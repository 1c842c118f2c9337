use tracing_subscriber::EnvFilter;

/// Default filter when `RUST_LOG` is unset; stdout carries the report
const DEFAULT_FILTER: &str = "envkit=warn";

/// Initialize logging based on environment variables
///
/// Log lines go to stderr so they never interleave with the printed report.
pub fn init_logging() {
    let env_filter =
        EnvFilter::try_from_default_env().unwrap_or_else(|_| EnvFilter::new(DEFAULT_FILTER));

    tracing_subscriber::fmt()
        .with_env_filter(env_filter)
        .with_writer(std::io::stderr)
        .with_target(true)
        .with_file(true)
        .with_line_number(true)
        .init();
}
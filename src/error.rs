use crate::config::ConfigError;
use crate::database::DatabaseError;
use thiserror::Error;

/// Custom error types for `envkit`
#[derive(Error, Debug)]
pub enum EnvKitError {
    /// Neither the `POSTGRES_*` fields nor `DATABASE_URL` resolved to a URL
    #[error("Could not determine database URL from environment. Check .env and POSTGRES_*/DATABASE_URL.")]
    MissingDatabaseUrl,

    /// Catalog listing failed; fatal for an inspection run
    #[error("Failed to list tables: {source}")]
    ListTables {
        /// Underlying driver error
        source: DatabaseError,
    },

    /// Configuration resolution error wrapper
    #[error(transparent)]
    Config(#[from] ConfigError),

    /// Database error wrapper
    #[error(transparent)]
    Database(#[from] DatabaseError),

    /// IO error wrapper
    #[error("IO error: {0}")]
    Io(#[from] std::io::Error),
}

/// Result type alias for `envkit` operations
pub type Result<T> = std::result::Result<T, EnvKitError>;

────

TASK GOAL: Go through the entries. Report every line that contains the word "ConfigError".

ANSWER BELOW:
use crate::config::ConfigError;
    Config(#[from] ConfigError),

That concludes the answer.